“La route est encore longue, mais nos résultats sont encourageants.”

L’éducation des enfants reste un défi au Cambodge. Pourquoi?

Sakan Soth: "Le Cambodge panse toujours ses plaies après deux décennies de guerre civile qui ont ravagé le pays et le système éducatif. Si aujourd’hui, 97% des enfants sont inscrits en primaire, le taux de décrochage est important et le pourcentage de réussite ne dépasse pas les 60%."

"Outre le manque d’infrastructures, les problèmes de langue et les enseignants trop peu qualifiés, c’est l’absence de stimulation des enfants avant 6 ans qui freine ces avancées. L’enseignement maternel est pour ainsi dire inexistant. Une fois à l’école, les enfants qui n’en bénéficient pas ne peuvent suivre le niveau et le rythme: ils abandonnent."

À travers ses programmes, Plan Inernational joue donc un rôle majeur?

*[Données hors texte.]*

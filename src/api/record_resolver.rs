// ==========================================
// 校园考勤核心 - 已有记录查询
// ==========================================
// 职责: 查询 (班级, 日期) 是否已有考勤记录
// 规则:
//   - 后端"不存在" → Ok(None)，表示走创建路径
//   - 其他失败一律向上传播，不得当作"新日期"处理（避免重复建档）
// ==========================================

use crate::api::error::{timeout_millis, FetchError, FetchResult};
use crate::domain::PersistedRecord;
use crate::repository::{AttendanceBackend, BackendError, CredentialProvider};
use chrono::NaiveDate;
use std::sync::Arc;
use std::time::Duration;
use tracing::debug;

/// 考勤记录查询器
#[derive(Clone)]
pub struct AttendanceRecordResolver {
    backend: Arc<dyn AttendanceBackend>,
    credentials: Arc<dyn CredentialProvider>,
    timeout: Duration,
}

impl AttendanceRecordResolver {
    pub fn new(
        backend: Arc<dyn AttendanceBackend>,
        credentials: Arc<dyn CredentialProvider>,
        timeout: Duration,
    ) -> Self {
        Self {
            backend,
            credentials,
            timeout,
        }
    }

    /// 查询已有记录
    pub async fn resolve(
        &self,
        class_id: &str,
        date: NaiveDate,
    ) -> FetchResult<Option<PersistedRecord>> {
        let credential = self.credentials.credential().ok_or(FetchError::Unauthorized)?;

        let result = tokio::time::timeout(
            self.timeout,
            self.backend.fetch_record(&credential, class_id, date),
        )
        .await
        .map_err(|_| FetchError::Timeout {
            timeout_ms: timeout_millis(self.timeout),
        })?;

        match result {
            Ok(record) => {
                debug!(
                    "已有记录: class_id={}, date={}, record_id={}, entries={}",
                    class_id,
                    date,
                    record.record_id,
                    record.entries.len()
                );
                Ok(Some(record))
            }
            Err(BackendError::NotFound) => {
                debug!("无已有记录: class_id={}, date={}", class_id, date);
                Ok(None)
            }
            Err(e) => Err(e.into()),
        }
    }
}
// ==========================================
// 校园考勤核心 - 学生实体
// ==========================================
// 职责: 名册中的学生（只读，归名册数据源所有）
// ==========================================

use serde::{Deserialize, Serialize};

/// 学生
///
/// 名册数据源提供，核心只读取不修改。
#[derive(Debug, Clone, PartialEq, Eq, Serialize, Deserialize)]
#[serde(rename_all = "camelCase")]
pub struct Student {
    /// 学生ID（考勤条目的关联键）
    pub id: String,
    /// 显示名称
    pub display_name: String,
    /// 学籍号等外部编号
    pub external_student_id: String,
}

impl Student {
    pub fn new(
        id: impl Into<String>,
        display_name: impl Into<String>,
        external_student_id: impl Into<String>,
    ) -> Self {
        Self {
            id: id.into(),
            display_name: display_name.into(),
            external_student_id: external_student_id.into(),
        }
    }
}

"Nous voulons donner aux enfants toutes les chances de bien grandir. On stimule leurs facultés d’apprentissage par diverses techniques ludiques pour qu’ils aiguisent leur esprit. On veille sur leur santé en distribuant des repas et en sensibilisant les parents à développer leurs compétences. Au Cambodge, s’occuper des enfants est traditionnellement le rôle de la mère mais nous travaillons au changement des mentalités: les pères sont par exemple invités à s’impliquer dans la fabrication des jouets, formés à la non-violence, etc."

Le gouvernement reconnaît- il votre expertise?

"Plan International s’est fait une solide réputation en matière de développement et de protection de la petite enfance et joue un rôle majeur au niveau du renforcement des capacités nationales dans ce domaine. La route est encore longue mais nos résultats sont très encourageants.